Data diversity is an important step to improving health equity as data science applications continue to drive health care decisions.
Big data is used throughout the health care industry. Health systems, health insurance providers, pharmaceutical companies and government agencies use data to predict risk, advance drug discovery, guide treatment protocols, manage costs and allocate resources.
Data science applications like artificial intelligence and machine learning can improve health care delivery, patient outcome and make it more affordable. But if those algorithms use data that do not accurately represent an entire population, they can negatively impact underrepresented groups.
“… algorithms trained with gender-imbalanced data do worse at reading chest x-rays for an underrepresented gender, and researchers are already concerned that skin-cancer detection algorithms, many of which are trained primarily on light-skinned individuals, do worse at detecting skin cancer affecting darker skin.”
Using diverse data sets in health care is important to health equity. Healthcare Information Management Systems Society says that data sets that are at the heart of heath care must be based on a “. . . diverse range of race, gender or geography. . .” to be effective. But it is also important to increase the diversity of the people who are collecting that data and framing the problems it is intended to solve.

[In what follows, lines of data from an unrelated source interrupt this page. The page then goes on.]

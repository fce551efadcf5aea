//! Zero-copy views over assembled polygon records.

use crate::collection::Collection;
use crate::entity::{self, SubItems};
use crate::item::ItemRef;
use crate::tags::TagsRef;
use plat_core::{ItemKind, NodeRef, ObjectId, RingKind, Timestamp};

/// An assembled polygon with outer and inner rings.
///
/// Areas are derived objects: an area is built either from a closed
/// way or from a multipolygon relation, and its id encodes which. The
/// source id is doubled, with the low bit of the magnitude set for
/// relation-derived areas, so both sources map into one id space
/// without colliding.
#[derive(Clone, Copy, Debug)]
pub struct Area<'a> {
    item: ItemRef<'a>,
}

impl<'a> Area<'a> {
    pub(crate) fn new(item: ItemRef<'a>) -> Self {
        debug_assert_eq!(item.kind(), ItemKind::Area);
        Self { item }
    }

    /// The area's own id, in the doubled id space.
    pub fn id(&self) -> ObjectId {
        entity::head_id(self.item)
    }

    /// The area's version.
    pub fn version(&self) -> u32 {
        entity::head_version(self.item)
    }

    /// The area's timestamp.
    pub fn timestamp(&self) -> Timestamp {
        entity::head_timestamp(self.item)
    }

    /// The area's tags.
    pub fn tags(&self) -> TagsRef<'a> {
        entity::head_tags(self.item)
    }

    /// Whether this area was built from a closed way.
    ///
    /// Way-derived areas have an even id magnitude, relation-derived
    /// ones an odd magnitude.
    pub fn from_way(&self) -> bool {
        self.id().magnitude() & 1 == 0
    }

    /// The id of the way or relation this area was built from.
    pub fn orig_id(&self) -> ObjectId {
        ObjectId(self.id().0 / 2)
    }

    /// Count `(outer, inner)` rings in one pass over the payload.
    ///
    /// Nested records that are not rings, such as the tag list, are
    /// skipped.
    pub fn num_rings(&self) -> (usize, usize) {
        let mut outer = 0;
        let mut inner = 0;
        for sub in entity::sub_items(self.item) {
            match sub.kind().ring_kind() {
                Some(RingKind::Outer) => outer += 1,
                Some(RingKind::Inner) => inner += 1,
                None => {}
            }
        }
        (outer, inner)
    }

    /// Iterate over the rings in storage order, outer and inner
    /// interleaved exactly as they were written.
    pub fn rings(&self) -> Rings<'a> {
        Rings {
            sub: entity::sub_items(self.item),
        }
    }
}

/// Iterator over the rings of an [`Area`].
pub struct Rings<'a> {
    sub: SubItems<'a>,
}

impl<'a> Iterator for Rings<'a> {
    type Item = Ring<'a>;

    fn next(&mut self) -> Option<Ring<'a>> {
        loop {
            let sub = self.sub.next()?;
            if let Some(kind) = sub.kind().ring_kind() {
                return Some(Ring {
                    kind,
                    nodes: Collection::new(sub),
                });
            }
        }
    }
}

/// One ring of an area: a classification plus its node references.
#[derive(Clone, Copy, Debug)]
pub struct Ring<'a> {
    kind: RingKind,
    nodes: Collection<'a, NodeRef>,
}

impl<'a> Ring<'a> {
    /// Whether this is an outer or inner ring.
    pub fn kind(&self) -> RingKind {
        self.kind
    }

    /// Number of node references in the ring.
    pub fn len(&self) -> usize {
        self.nodes.len()
    }

    /// Whether the ring holds no node references.
    pub fn is_empty(&self) -> bool {
        self.nodes.is_empty()
    }

    /// Decode the `n`-th node reference. Panics if out of range.
    pub fn get(&self, n: usize) -> NodeRef {
        self.nodes.get(n)
    }

    /// Iterate over the node references in storage order.
    pub fn iter(&self) -> crate::collection::CollectionIter<'a, NodeRef> {
        self.nodes.iter()
    }
}
impl PendingEntity {
    fn new(kind: ItemKind, attributes: &[Attribute]) -> Self {
        let id = parse_or_default(attr(attributes, "id"));
        let version = parse_or_default(attr(attributes, "version"));
        // Changeset dumps write created_at where everything else
        // writes timestamp.
        let timestamp = attr(attributes, "timestamp")
            .or_else(|| attr(attributes, "created_at"))
            .and_then(Timestamp::parse_iso)
            .unwrap_or(Timestamp::UNSET);
        let location = match (attr(attributes, "lon"), attr(attributes, "lat")) {
            (Some(lon), Some(lat)) => {
                Location::from_degrees(parse_or_default(Some(lon)), parse_or_default(Some(lat)))
            }
            _ => Location::undefined(),
        };
        Self {
            kind,
            id,
            version,
            timestamp,
            location,
            tags: Vec::new(),
            node_refs: Vec::new(),
            members: Vec::new(),
        }
    }

    fn add_child(&mut self, name: &str, attributes: &[Attribute]) {
        match name {
            "tag" => {
                // Keys are mandatory in the record layout; a pair
                // without one is dropped.
                if let Some(key) = attr(attributes, "k") {
                    if !key.is_empty() {
                        let value = attr(attributes, "v").unwrap_or("");
                        self.tags.push((key.to_string(), value.to_string()));
                    }
                }
            }
            "nd" => {
                let id: i64 = parse_or_default(attr(attributes, "ref"));
                self.node_refs.push(NodeRef::new(id));
            }
            "member" => {
                let id: i64 = parse_or_default(attr(attributes, "ref"));
                let kind = match attr(attributes, "type") {
                    Some("node") => Some(ItemKind::Node),
                    Some("way") => Some(ItemKind::Way),
                    Some("relation") => Some(ItemKind::Relation),
                    _ => None,
                };
                if let Some(kind) = kind {
                    self.members.push(Member::new(kind, id));
                }
            }
            _ => {}
        }
    }

    fn write_into(self, buffer: &mut Buffer) {
        match self.kind {
            ItemKind::Node => {
                let mut builder =
                    NodeBuilder::new(buffer, self.id, self.version, self.timestamp, self.location);
                for (key, value) in &self.tags {
                    builder.add_tag(key, value);
                }
                builder.finish();
            }
            ItemKind::Way => {
                let mut builder = WayBuilder::new(buffer, self.id, self.version, self.timestamp);
                for node_ref in self.node_refs {
                    builder.add_node_ref(node_ref);
                }
                for (key, value) in &self.tags {
                    builder.add_tag(key, value);
                }
                builder.finish();
            }
            ItemKind::Relation => {
                let mut builder =
                    RelationBuilder::new(buffer, self.id, self.version, self.timestamp);
                for member in self.members {
                    builder.add_member(member);
                }
                for (key, value) in &self.tags {
                    builder.add_tag(key, value);
                }
                builder.finish();
            }
            ItemKind::Changeset => {
                let mut builder =
                    ChangesetBuilder::new(buffer, self.id, self.version, self.timestamp);
                for (key, value) in &self.tags {
                    builder.add_tag(key, value);
                }
                builder.finish();
            }
            // Documents carry no area elements; areas exist only
            // through the arena API.
            _ => {}
        }
    }
}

“The technologies we create using data tend to have the same biases of humans, because they are created by people,” says Fortune Mhlanga, dean of the School of Applied Computational Sciences.

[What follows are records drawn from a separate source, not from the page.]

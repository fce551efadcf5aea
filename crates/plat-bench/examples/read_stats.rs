//! End-to-end read example.
//!
//! Demonstrates: generate a synthetic document → Reader → drain buffers →
//! tally entities per kind → print header metadata.

use plat_arena::EntityRef;
use plat_bench::{synthetic_nodes_document, synthetic_ways_document};
use plat_xml::Reader;

fn main() {
    println!("=== plat read example ===\n");

    // --- Pass 1: node-only document ---
    let document = synthetic_nodes_document(25_000, 42);
    println!(
        "Pass 1: {} bytes of synthetic nodes",
        document.len()
    );
    read_and_report(document);

    // --- Pass 2: way-heavy document ---
    let document = synthetic_ways_document(2_000, 50, 42);
    println!(
        "\nPass 2: {} bytes of synthetic ways",
        document.len()
    );
    read_and_report(document);
}

fn read_and_report(document: String) {
    let started = std::time::Instant::now();
    let mut reader = Reader::from_string(document);

    let header = reader.header().unwrap();
    println!(
        "  header: version={}, generator={}",
        header.version(),
        header.get("generator").unwrap_or("?")
    );

    let mut buffers = 0usize;
    let mut counts = [0usize; 5];
    loop {
        let buffer = reader.read().unwrap();
        if buffer.is_empty() {
            break;
        }
        buffers += 1;
        for entity in buffer.entities() {
            let slot = match entity {
                EntityRef::Node(_) => 0,
                EntityRef::Way(_) => 1,
                EntityRef::Relation(_) => 2,
                EntityRef::Changeset(_) => 3,
                EntityRef::Area(_) => 4,
            };
            counts[slot] += 1;
        }
    }
    reader.close().unwrap();

    println!(
        "  {} buffers: {} nodes, {} ways, {} relations, {} changesets, {} areas",
        buffers, counts[0], counts[1], counts[2], counts[3], counts[4],
    );
    println!("  done in {:?}", started.elapsed());
}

From collecting and preparing data to implementing and testing a machine learning or artificial intelligence algorithm, data scientists are involved throughout the process. It is important to avoid bias each step along the way.
While that human element is often the cause of unintended biases, it also offers a solution.
“As far as human involvement goes, increasing the representation of Black data scientists can go a long way in avoiding bias,” says Mhlanga. “Only 3 percent of data scientists are Black. It is critical to educate more Black data scientists.”
Creating a diverse data ecosystem
The School of Applied Computational Sciences is using the data from the Meharry Health System to develop a diverse data ecosystem that will live on Meharry Medical College’s campus. The data includes a significant amount of records from underrepresented groups and is essential to creating the School’s self-reliant and modern ecosystem that will support research applications.
“The goal is to make Meharry self-dependent and capable of integrating data from multiple and disparate sources such as electronic health records (EHR), in-silico biology, genomic technologies, medical devices, biosensors, social and environmental exposure, and financial data into Meharry’s own modern data science ecosystem,” says Ashutosh Singhal, medical research, development and strategy director.
This data set, powered by Meharry’s high-performance computing facility, will enable Meharry researchers to analyze health care big data through machine learning and artificial intelligence algorithms.
“Harnessing this data has tremendous potential at the macro,population-level health, as well as the micro, evidence-based precision medicine, level,” says Singhal.
An important objective with developing the diverse data ecosystem is to adapt it to common data model and standards to improve integration of clinical and observational data into biomedical science.
“Moving to the common data model enables us to participate in the national Clinical Research Network and help expedite the translation of research resources into knowledge, products and procedures to improve human health,” says Singhal.
“That also means our rich, dataset featuring underrepresented people can enhance other datasets that might otherwise be biased,” says Mhlanga.
Health disparity and COVID-19
In the SACS Population Health Informatics and Disparities Research Lab, Dr. Aize Cao, associate professor of biomedical data science, works to address heath disparities for underserved populations.
“We leverage Electronic Health Records to advance health care informatics, predictive modeling and machine learning tools to help with patient health improvement,” says Dr. Cao.
Unfortunately, the coronavirus pandemic has provided new opportunities to explore health disparities. Dr. Cao is using an Electronic Health Records (EHRs) dataset of over 125,000 COVID-19 positive patients provided by the HCA Healthcare CHARGE Consortium for a COVID-19 health disparity study. The dataset includes patients from its more than 180 nationwide affiliated facilities in 20 States from March 2020 to February 2021.
“We are developing risk adjustment prediction models leveraging EHR, health informatics, statistical modeling and machine learning techniques to improve understanding of health disparity among COVID-19 patients,” says Dr. Cao.
Through participation in the HCA CHARGE Consortium, the lab also aims to develop risk adjustment models to predict long term health outcome of COVID-19 patients. The developed models will be validated on a dataset of the underserved population at Meharry to study patient health disparities.